Google calls for improvements in server energy efficiency
Google engineer Luiz André Barroso has claimed a new approach to energy efficiency in servers is urgently needed. In his talk at the O'Reilly Velocity Conference on Monday evening in Burlingame, California, he said that although there have been clear improvements in the energy management of mobile equipment in recent years, transferring these developments to servers is by no means straightforward. Barroso said that maximizing the efficiency and lowering the power consumption of a server required a completely different approach to that used for mobile devices. Google's servers – unlike mobile devices – were rarely idle. Barroso based this claim on his own study of 5,000 Google servers performing four different Google applications.

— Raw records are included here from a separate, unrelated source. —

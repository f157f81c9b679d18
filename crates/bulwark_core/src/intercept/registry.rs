//! Provider registry with six independent interception channels.

use std::fmt;
use std::sync::Arc;

use bitflags::bitflags;

use crate::components::{EntityId, Projectile};
use crate::geometry::RadialCells;
use crate::intercept::{BlockZone, InterceptContext};
use crate::math::{Cell, Vec3Fixed};

bitflags! {
    /// Interception channels a provider can serve.
    #[derive(Debug, Clone, Copy, PartialEq, Eq, Hash, Default)]
    pub struct Channels: u8 {
        /// Direct-fire test against the flight path.
        const CHECK_PATH     = 1 << 0;
        /// Test for the cell a projectile occupies.
        const CHECK_CELL     = 1 << 1;
        /// Test when a flight concludes.
        const ON_IMPACT      = 1 << 2;
        /// Last-moment test before damaging a victim.
        const BEFORE_COLLIDE = 1 << 3;
        /// Zone enumeration for suppression.
        const SHIELD_ZONES   = 1 << 4;
        /// Suppression immunity.
        const UNSUPPRESSABLE = 1 << 5;
    }
}

/// A pluggable interception integration.
///
/// Every channel method defaults to the neutral answer, so a provider only
/// overrides the channels it declares in [`InterceptProvider::channels`].
/// The registry never calls a method for an undeclared channel.
pub trait InterceptProvider: Send + Sync {
    /// Stable provider name.
    fn name(&self) -> &'static str;

    /// Channels this provider serves.
    fn channels(&self) -> Channels;

    /// Whether the path `from → to` is blocked.
    fn check_path(
        &self,
        _ctx: &mut InterceptContext<'_>,
        _projectile: &Projectile,
        _from: Vec3Fixed,
        _to: Vec3Fixed,
    ) -> bool {
        false
    }

    /// Whether the projectile is blocked in `cell`.
    fn check_cell(
        &self,
        _ctx: &mut InterceptContext<'_>,
        _projectile: &Projectile,
        _cell: Cell,
        _launcher: Option<EntityId>,
    ) -> bool {
        false
    }

    /// Whether the projectile is blocked on landing.
    fn on_impact(
        &self,
        _ctx: &mut InterceptContext<'_>,
        _projectile: &Projectile,
        _launcher: Option<EntityId>,
    ) -> bool {
        false
    }

    /// Whether the projectile is blocked just before hitting `victim`.
    fn before_collide(
        &self,
        _ctx: &mut InterceptContext<'_>,
        _projectile: &Projectile,
        _victim: EntityId,
    ) -> bool {
        false
    }

    /// Zones that shelter `entity`.
    fn shield_zones(&self, _ctx: &mut InterceptContext<'_>, _entity: EntityId) -> Vec<BlockZone> {
        Vec::new()
    }

    /// Whether `pawn` cannot be suppressed by fire from `origin`.
    fn unsuppressable_from(
        &self,
        _ctx: &mut InterceptContext<'_>,
        _pawn: EntityId,
        _origin: Vec3Fixed,
    ) -> bool {
        false
    }
}

type ProviderHandle = Arc<dyn InterceptProvider>;

/// Registered providers, one list per channel.
///
/// Populated once during startup, then shared read-only (`&Registry`)
/// between every region.
#[derive(Default)]
pub struct Registry {
    providers: Vec<ProviderHandle>,
    check_path: Vec<ProviderHandle>,
    check_cell: Vec<ProviderHandle>,
    on_impact: Vec<ProviderHandle>,
    before_collide: Vec<ProviderHandle>,
    shield_zones: Vec<ProviderHandle>,
    unsuppressable: Vec<ProviderHandle>,
}

impl fmt::Debug for Registry {
    fn fmt(&self, f: &mut fmt::Formatter<'_>) -> fmt::Result {
        f.debug_struct("Registry")
            .field("providers", &self.provider_names())
            .field("enabled", &self.enabled_channels())
            .finish()
    }
}

impl Registry {
    /// Create an empty registry. Every channel starts inert.
    #[must_use]
    pub fn new() -> Self {
        Self::default()
    }

    /// Append a provider to every channel it declares.
    ///
    /// Registration is not deduplicated.
    pub fn register(&mut self, provider: ProviderHandle) {
        let channels = provider.channels();
        let name = provider.name();
        if channels.is_empty() {
            tracing::warn!(provider = name, "Provider declares no channels; ignoring");
            return;
        }

        for (channel, list) in self.channel_lists_mut() {
            if !channels.contains(channel) {
                continue;
            }
            if list.is_empty() {
                tracing::debug!(provider = name, channel = ?channel, "Interception channel enabled");
            }
            list.push(Arc::clone(&provider));
        }
        tracing::info!(provider = name, channels = ?channels, "Registered interception provider");
        self.providers.push(provider);
    }

    fn channel_lists_mut(&mut self) -> [(Channels, &mut Vec<ProviderHandle>); 6] {
        [
            (Channels::CHECK_PATH, &mut self.check_path),
            (Channels::CHECK_CELL, &mut self.check_cell),
            (Channels::ON_IMPACT, &mut self.on_impact),
            (Channels::BEFORE_COLLIDE, &mut self.before_collide),
            (Channels::SHIELD_ZONES, &mut self.shield_zones),
            (Channels::UNSUPPRESSABLE, &mut self.unsuppressable),
        ]
    }

    /// Channels with at least one provider.
    #[must_use]
    pub fn enabled_channels(&self) -> Channels {
        [
            (Channels::CHECK_PATH, &self.check_path),
            (Channels::CHECK_CELL, &self.check_cell),
            (Channels::ON_IMPACT, &self.on_impact),
            (Channels::BEFORE_COLLIDE, &self.before_collide),
            (Channels::SHIELD_ZONES, &self.shield_zones),
            (Channels::UNSUPPRESSABLE, &self.unsuppressable),
        ]
        .into_iter()
        .filter(|(_, list)| !list.is_empty())
        .fold(Channels::empty(), |acc, (channel, _)| acc | channel)
    }

    /// Names of registered providers, in registration order.
    #[must_use]
    pub fn provider_names(&self) -> Vec<&'static str> {
        self.providers.iter().map(|p| p.name()).collect()
    }

    /// Number of registrations.
    #[must_use]
    pub fn len(&self) -> usize {
        self.providers.len()
    }

    /// Whether nothing has been registered.
    #[must_use]
    pub fn is_empty(&self) -> bool {
        self.providers.is_empty()
    }

    /// Whether any provider blocks the path `from → to`.
    pub fn check_path(
        &self,
        ctx: &mut InterceptContext<'_>,
        projectile: &Projectile,
        from: Vec3Fixed,
        to: Vec3Fixed,
    ) -> bool {
        self.check_path
            .iter()
            .any(|p| p.check_path(ctx, projectile, from, to))
    }

    /// Whether any provider blocks the projectile in `cell`.
    pub fn check_cell(
        &self,
        ctx: &mut InterceptContext<'_>,
        projectile: &Projectile,
        cell: Cell,
        launcher: Option<EntityId>,
    ) -> bool {
        self.check_cell
            .iter()
            .any(|p| p.check_cell(ctx, projectile, cell, launcher))
    }

    /// Whether any provider blocks the projectile on landing.
    pub fn on_impact(
        &self,
        ctx: &mut InterceptContext<'_>,
        projectile: &Projectile,
        launcher: Option<EntityId>,
    ) -> bool {
        self.on_impact
            .iter()
            .any(|p| p.on_impact(ctx, projectile, launcher))
    }

    /// Whether any provider blocks the projectile before it hits `victim`.
    pub fn before_collide(
        &self,
        ctx: &mut InterceptContext<'_>,
        projectile: &Projectile,
        victim: EntityId,
    ) -> bool {
        self.before_collide
            .iter()
            .any(|p| p.before_collide(ctx, projectile, victim))
    }

    /// Whether any provider makes `pawn` immune to suppression from `origin`.
    pub fn unsuppressable_from(
        &self,
        ctx: &mut InterceptContext<'_>,
        pawn: EntityId,
        origin: Vec3Fixed,
    ) -> bool {
        self.unsuppressable
            .iter()
            .any(|p| p.unsuppressable_from(ctx, pawn, origin))
    }

    /// Every provider's shelter zones for `entity`, as lazy cell groups.
    pub fn enumerate_shield_zones(
        &self,
        ctx: &mut InterceptContext<'_>,
        entity: EntityId,
    ) -> impl Iterator<Item = RadialCells> {
        let zones: Vec<BlockZone> = self
            .shield_zones
            .iter()
            .flat_map(|p| p.shield_zones(ctx, entity))
            .collect();
        zones.into_iter().map(|zone| zone.cells())
    }

    /// Raw zones for `entity`, in registration order.
    pub fn shield_zones(&self, ctx: &mut InterceptContext<'_>, entity: EntityId) -> Vec<BlockZone> {
        self.shield_zones
            .iter()
            .flat_map(|p| p.shield_zones(ctx, entity))
            .collect()
    }
}
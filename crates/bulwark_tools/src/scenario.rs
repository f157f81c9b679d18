//! Scenario runners: repeated target picks and a projectile flight.

use std::collections::BTreeMap;

use bulwark_core::arena::Arena;
use bulwark_core::components::{EntityId, Projectile};
use bulwark_core::config::{ScoringConfig, ShieldConfig};
use bulwark_core::intercept::providers::register_builtin;
use bulwark_core::intercept::{
    InterceptContext, InterceptEvent, InterceptionEngine, InterceptionResult, Registry,
    ShieldScanCache,
};
use bulwark_core::math::{Fixed, Vec3Fixed};
use bulwark_core::targeting::{
    AttackMemory, TargetScanFlags, TargetSearchParams, TargetSelector, TargetingWorld,
};
use rand::SeedableRng;
use rand_chacha::ChaCha8Rng;
use serde::Serialize;

use crate::{Point, ToolError, ToolResult};

/// Entity id given to the probe projectile.
pub const PROBE_PROJECTILE: EntityId = EntityId::MAX;

/// Parse flag names like `need_los_to_all` or `NEED-REACHABLE`.
pub fn parse_flags<S: AsRef<str>>(names: &[S]) -> ToolResult<TargetScanFlags> {
    names.iter().try_fold(TargetScanFlags::empty(), |acc, name| {
        let name = name.as_ref().trim();
        let normalized = name.to_uppercase().replace('-', "_");
        TargetScanFlags::from_name(&normalized)
            .map(|flag| acc | flag)
            .ok_or_else(|| ToolError::UnknownFlag(name.to_string()))
    })
}

/// Picks made for one searcher.
#[derive(Debug, Clone, PartialEq, Eq, Serialize)]
pub struct SelectReport {
    /// Searcher entity.
    pub searcher: EntityId,
    /// RNG seed.
    pub seed: u64,
    /// Every pick, in order.
    pub picks: Vec<Option<EntityId>>,
    /// How often each target was picked; `none` counts empty picks.
    pub tally: BTreeMap<String, u32>,
}

/// Run `picks` target searches for `searcher` with one seeded RNG.
///
/// The attack memory carries over between picks, so later picks see the
/// sticky bonus of earlier ones.
///
/// # Errors
///
/// Returns an error if the searcher does not exist.
pub fn select(
    arena: &Arena,
    config: &ScoringConfig,
    searcher: EntityId,
    params: &TargetSearchParams,
    picks: u32,
    seed: u64,
) -> ToolResult<SelectReport> {
    let selector = TargetSelector::new(arena, config);
    let mut cache = arena.target_cache();
    let mut memory = AttackMemory::new();
    let mut rng = ChaCha8Rng::seed_from_u64(seed);

    let mut report = SelectReport {
        searcher,
        seed,
        picks: Vec::with_capacity(picks as usize),
        tally: BTreeMap::new(),
    };
    for _ in 0..picks {
        let pick =
            selector.best_attack_target(&mut cache, &mut memory, searcher, params, None, &mut rng)?;
        let key = pick.map_or_else(|| "none".to_string(), |id| id.to_string());
        *report.tally.entry(key).or_default() += 1;
        report.picks.push(pick);
    }
    Ok(report)
}

/// A projectile to fly through an arena.
#[derive(Debug, Clone, Copy, PartialEq, Eq)]
pub struct FireRequest {
    /// Who fires.
    pub launcher: Option<EntityId>,
    /// Launch point.
    pub origin: Vec3Fixed,
    /// Aim point.
    pub destination: Vec3Fixed,
    /// Damage carried.
    pub damage: u32,
    /// Overhead flight.
    pub overhead: bool,
    /// Entity hit on arrival, for the personal shield check.
    pub victim: Option<EntityId>,
}

/// What happened to the projectile.
#[derive(Debug, Clone, PartialEq, Serialize)]
pub struct FireReport {
    /// Flight steps taken.
    pub steps: u32,
    /// Where it was stopped, if it was.
    pub stopped_at: Option<Point>,
    /// Entity that stopped it.
    pub stopped_by: Option<EntityId>,
    /// Events the providers recorded.
    pub events: Vec<InterceptEvent>,
}

/// Fly a projectile one cell-length step at a time through the built-in
/// shield providers.
#[must_use]
pub fn fire(arena: &Arena, shields: &ShieldConfig, request: &FireRequest) -> FireReport {
    let mut registry = Registry::new();
    register_builtin(&mut registry, shields);
    let engine = InterceptionEngine::new(&registry);
    let mut scans = ShieldScanCache::new();
    let mut ctx = InterceptContext::new(arena.tick(), arena, &mut scans);

    let mut projectile = Projectile::launch(
        PROBE_PROJECTILE,
        request.launcher,
        request.origin,
        request.destination,
        request.damage,
    );
    if request.overhead {
        projectile = projectile.overhead();
    }

    let length = request.origin.horizontal_distance(request.destination);
    let total = length.ceil().to_num::<u32>().max(1);
    let mut steps = 0;
    let mut result = InterceptionResult::NoIntercept;

    for i in 1..=total {
        steps = i;
        let next = if i == total {
            request.destination
        } else {
            request
                .origin
                .lerp(request.destination, Fixed::from_num(i) / Fixed::from_num(total))
        };
        result = engine.step(&mut ctx, &projectile, next);
        if result.is_intercepted() {
            break;
        }
        projectile.position = next;
    }

    if !result.is_intercepted() {
        result = match request.victim {
            Some(victim) => engine.before_collide(&mut ctx, &projectile, victim),
            None if !request.overhead => engine.impact(&mut ctx, &projectile),
            None => result,
        };
    }

    let (stopped_at, stopped_by) = match result {
        InterceptionResult::Intercepted { point, owner } => (Some(Point::from(point)), owner),
        InterceptionResult::NoIntercept => (None, None),
    };
    tracing::debug!(steps, stopped = stopped_at.is_some(), "Projectile flight finished");
    FireReport {
        steps,
        stopped_at,
        stopped_by,
        events: ctx.drain_events(),
    }
}
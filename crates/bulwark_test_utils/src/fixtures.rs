//! Test fixtures and helpers.
//!
//! Pre-built arenas, combatants and shields for consistent testing.

use bulwark_core::arena::Arena;
use bulwark_core::components::{
    Combatant, CombatantKind, EntityId, Intelligence, PawnTraits, Race, Verb,
};
use bulwark_core::factions::FactionId;
use bulwark_core::intercept::{BlockFlags, ShieldEmitter};
use bulwark_core::math::{Fixed, Vec3Fixed};
use bulwark_core::pathfinding::NavGrid;
use fixed::types::I32F32;
use rand::SeedableRng;
use rand_chacha::ChaCha8Rng;

/// Faction used for "our" side in fixtures.
pub const BLUE: FactionId = FactionId(1);

/// Faction hostile to [`BLUE`] in fixtures.
pub const RED: FactionId = FactionId(2);

/// Create a fixed-point number from an integer.
#[must_use]
pub fn fixed(n: i32) -> I32F32 {
    I32F32::from_num(n)
}

/// Create a fixed-point number from a float (for tests only).
///
/// Note: In real interception code, never use floats.
/// This is only for convenient test setup.
#[must_use]
pub fn fixed_f(n: f64) -> I32F32 {
    I32F32::from_num(n)
}

/// Ground point at the center of cell `(x, z)`.
#[must_use]
pub fn at(x: i32, z: i32) -> Vec3Fixed {
    let half = fixed_f(0.5);
    Vec3Fixed::new(fixed(x) + half, Fixed::ZERO, fixed(z) + half)
}

/// Seeded RNG for reproducible picks.
#[must_use]
pub fn seeded_rng(seed: u64) -> ChaCha8Rng {
    ChaCha8Rng::seed_from_u64(seed)
}

/// Open arena of `width × height` walkable cells with [`BLUE`] and [`RED`]
/// hostile to each other.
///
/// # Panics
///
/// Panics if either dimension is zero.
#[must_use]
pub fn open_arena(width: u32, height: u32) -> Arena {
    let grid = NavGrid::new(width, height).expect("arena dimensions must be non-zero");
    let mut arena = Arena::new(grid);
    arena.relations_mut().set_hostile(BLUE, RED, true);
    arena
}

/// Humanlike pawn with no attack.
#[must_use]
pub fn pawn(id: EntityId, x: i32, z: i32, faction: FactionId) -> Combatant {
    let mut combatant = Combatant::new(id, CombatantKind::Pawn(PawnTraits::default()), at(x, z));
    combatant.faction = Some(faction);
    combatant
}

/// Pawn with a melee attack.
#[must_use]
pub fn brawler(id: EntityId, x: i32, z: i32, faction: FactionId) -> Combatant {
    let mut combatant = pawn(id, x, z, faction);
    combatant.verb = Some(Verb::melee());
    combatant
}

/// Pawn with a direct-fire gun of the given range.
#[must_use]
pub fn gunner(id: EntityId, x: i32, z: i32, faction: FactionId, range: i32) -> Combatant {
    let mut combatant = pawn(id, x, z, faction);
    combatant.verb = Some(Verb::gun(fixed(range)));
    combatant
}

/// Animal pawn.
#[must_use]
pub fn animal(id: EntityId, x: i32, z: i32, faction: Option<FactionId>) -> Combatant {
    let traits = PawnTraits {
        race: Race::Animal,
        intelligence: Intelligence::Animal,
        ..PawnTraits::default()
    };
    let mut combatant = Combatant::new(id, CombatantKind::Pawn(traits), at(x, z));
    combatant.faction = faction;
    combatant
}

/// Building owned by `faction`.
#[must_use]
pub fn building(id: EntityId, x: i32, z: i32, faction: FactionId) -> Combatant {
    let mut combatant = Combatant::new(id, CombatantKind::Building, at(x, z));
    combatant.faction = Some(faction);
    combatant
}

/// Powered dome shield stopping direct and indirect fire.
#[must_use]
pub fn dome(id: EntityId, x: i32, z: i32, radius: i32, energy: i32) -> ShieldEmitter {
    ShieldEmitter::new(
        id,
        Vec3Fixed::ground(x, z),
        fixed(radius),
        fixed(energy),
        BlockFlags::DIRECT_FIRE | BlockFlags::INDIRECT_FIRE,
    )
}

/// A small skirmish scenario in RON: a walled yard with two blue gunners
/// and three red targets.
pub const SKIRMISH_RON: &str = r#"(
    map_id: 1,
    tick: 1000,
    layout: [
        "................",
        "................",
        "......#.........",
        "......#.........",
        "................",
        "................",
    ],
    factions: [1, 2],
    hostilities: [(1, 2)],
    combatants: [
        (id: 1, kind: Pawn((downed: false)), position: (x: 4294967296, z: 4294967296), faction: Some(1),
         verb: Some((ranged: true, range: 107374182400, projectile: Some((flies_overhead: false))))),
        (id: 2, kind: Pawn((downed: false)), position: (x: 8589934592, z: 17179869184), faction: Some(1),
         verb: Some((ranged: true, range: 107374182400, projectile: Some((flies_overhead: false))))),
        (id: 10, kind: Pawn((downed: false)), position: (x: 47244640256, z: 4294967296), faction: Some(2),
         verb: Some((ranged: true, range: 107374182400, projectile: Some((flies_overhead: false))))),
        (id: 11, kind: Pawn((juvenile: true)), position: (x: 51539607552, z: 12884901888), faction: Some(2)),
        (id: 12, kind: Building, position: (x: 60129542144, z: 17179869184), faction: Some(2)),
    ],
    shields: [
        (id: 100, faction: Some(2), center: (x: 51539607552, z: 8589934592),
         radius: 12884901888, energy: 429496729600, flags: "DIRECT_FIRE | INDIRECT_FIRE"),
    ],
)"#;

According to CNET, Google is calling for the development of equipment that reduces power during periods of lower activity rather than just during idle. However, as Barroso pointed out, the fact that servers still consume about half peak power when at zero activity remains problematic. While processors have already gone a long way towards reducing energy consumption at lower loads, hard drives, memory and network adapters are still much worse in this respect. We already have hard disks that can slow down their rotational speed to save power when they are idle, but "they need to bump to higher RPM to read and write, unlike processors, which can actually still process data when in low-activity modes."
It is not clear how many servers Google operates, and the search engine giant isn't telling. According to Pingdom, Google has a total of 36 data centres worldwide: 19 in the USA, 12 in Europe, 3 in Asia and one each in South America and Russia. Estimates put the number of Google servers in the hundreds of thousands.